◆ TASK TO CARRY OUT
Below are lines of data; give the number of them that contain "derive", and only that.
+++++
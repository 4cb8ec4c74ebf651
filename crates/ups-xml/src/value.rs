//! Tagged XML value tree
//!
//! Carrier documents are deeply nested and mostly conditional, so requests are
//! assembled as a dynamic tree of text / list / map nodes rather than as fixed
//! structs. Map entries keep insertion order; the carrier is sensitive to
//! element order within a parent.

/// One node of an XML document tree
#[derive(Debug, Clone, PartialEq)]
pub enum XmlValue {
    /// Element text content
    Text(String),
    /// Repeated sibling elements sharing one name
    List(Vec<XmlValue>),
    /// Child elements, in document order
    Map(XmlMap),
}

impl XmlValue {
    /// Text content, if this node is a text node
    pub fn as_text(&self) -> Option<&str> {
        match self {
            XmlValue::Text(text) => Some(text),
            _ => None,
        }
    }

    /// Child map, if this node has child elements
    pub fn as_map(&self) -> Option<&XmlMap> {
        match self {
            XmlValue::Map(map) => Some(map),
            _ => None,
        }
    }

    /// Mutable child map, if this node has child elements
    pub fn as_map_mut(&mut self) -> Option<&mut XmlMap> {
        match self {
            XmlValue::Map(map) => Some(map),
            _ => None,
        }
    }

    /// Normalize the singular-or-list wire collapse.
    ///
    /// A list yields its items; any other node yields itself as a one-element
    /// list. Applied at every response boundary where the carrier collapses a
    /// one-element list into a bare value.
    pub fn as_list(&self) -> Vec<&XmlValue> {
        match self {
            XmlValue::List(items) => items.iter().collect(),
            other => vec![other],
        }
    }

    /// Walk a path of element names through nested maps
    pub fn path(&self, path: &[&str]) -> Option<&XmlValue> {
        let mut current = self;
        for segment in path {
            current = current.as_map()?.get(segment)?;
        }
        Some(current)
    }
}

impl From<&str> for XmlValue {
    fn from(text: &str) -> Self {
        XmlValue::Text(text.to_string())
    }
}

impl From<String> for XmlValue {
    fn from(text: String) -> Self {
        XmlValue::Text(text)
    }
}

impl From<XmlMap> for XmlValue {
    fn from(map: XmlMap) -> Self {
        XmlValue::Map(map)
    }
}

impl From<Vec<XmlValue>> for XmlValue {
    fn from(items: Vec<XmlValue>) -> Self {
        XmlValue::List(items)
    }
}

/// An ordered set of named child nodes
#[derive(Debug, Clone, PartialEq, Default)]
pub struct XmlMap {
    entries: Vec<(String, XmlValue)>,
}

impl XmlMap {
    pub fn new() -> Self {
        Self::default()
    }

    /// Builder-style insert, for assembling nested literals
    pub fn with(mut self, key: impl Into<String>, value: impl Into<XmlValue>) -> Self {
        self.set(key, value);
        self
    }

    /// Insert a value, replacing any existing entry with the same name
    pub fn set(&mut self, key: impl Into<String>, value: impl Into<XmlValue>) {
        let key = key.into();
        let value = value.into();
        if let Some((_, existing)) = self.entries.iter_mut().find(|(k, _)| *k == key) {
            *existing = value;
        } else {
            self.entries.push((key, value));
        }
    }

    /// Insert a value, folding a repeated name into a list.
    ///
    /// This is the decoder's insert: the second occurrence of a name converts
    /// the entry into a list holding both values, and further occurrences
    /// append to it.
    pub fn push(&mut self, key: impl Into<String>, value: impl Into<XmlValue>) {
        let key = key.into();
        let value = value.into();
        if let Some((_, existing)) = self.entries.iter_mut().find(|(k, _)| *k == key) {
            match existing {
                XmlValue::List(items) => items.push(value),
                _ => {
                    let first = std::mem::replace(existing, XmlValue::List(Vec::new()));
                    if let XmlValue::List(items) = existing {
                        items.push(first);
                        items.push(value);
                    }
                }
            }
        } else {
            self.entries.push((key, value));
        }
    }

    pub fn get(&self, key: &str) -> Option<&XmlValue> {
        self.entries
            .iter()
            .find(|(k, _)| k == key)
            .map(|(_, value)| value)
    }

    pub fn get_mut(&mut self, key: &str) -> Option<&mut XmlValue> {
        self.entries
            .iter_mut()
            .find(|(k, _)| k == key)
            .map(|(_, value)| value)
    }

    /// Entries in insertion order
    pub fn entries(&self) -> &[(String, XmlValue)] {
        &self.entries
    }

    pub fn len(&self) -> usize {
        self.entries.len()
    }

    pub fn is_empty(&self) -> bool {
        self.entries.is_empty()
    }

    /// Walk a path of element names starting at this map
    pub fn path(&self, path: &[&str]) -> Option<&XmlValue> {
        let (first, rest) = path.split_first()?;
        self.get(first)?.path(rest)
    }
}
+++++
◆ RESULT OF THE EXERCISE
2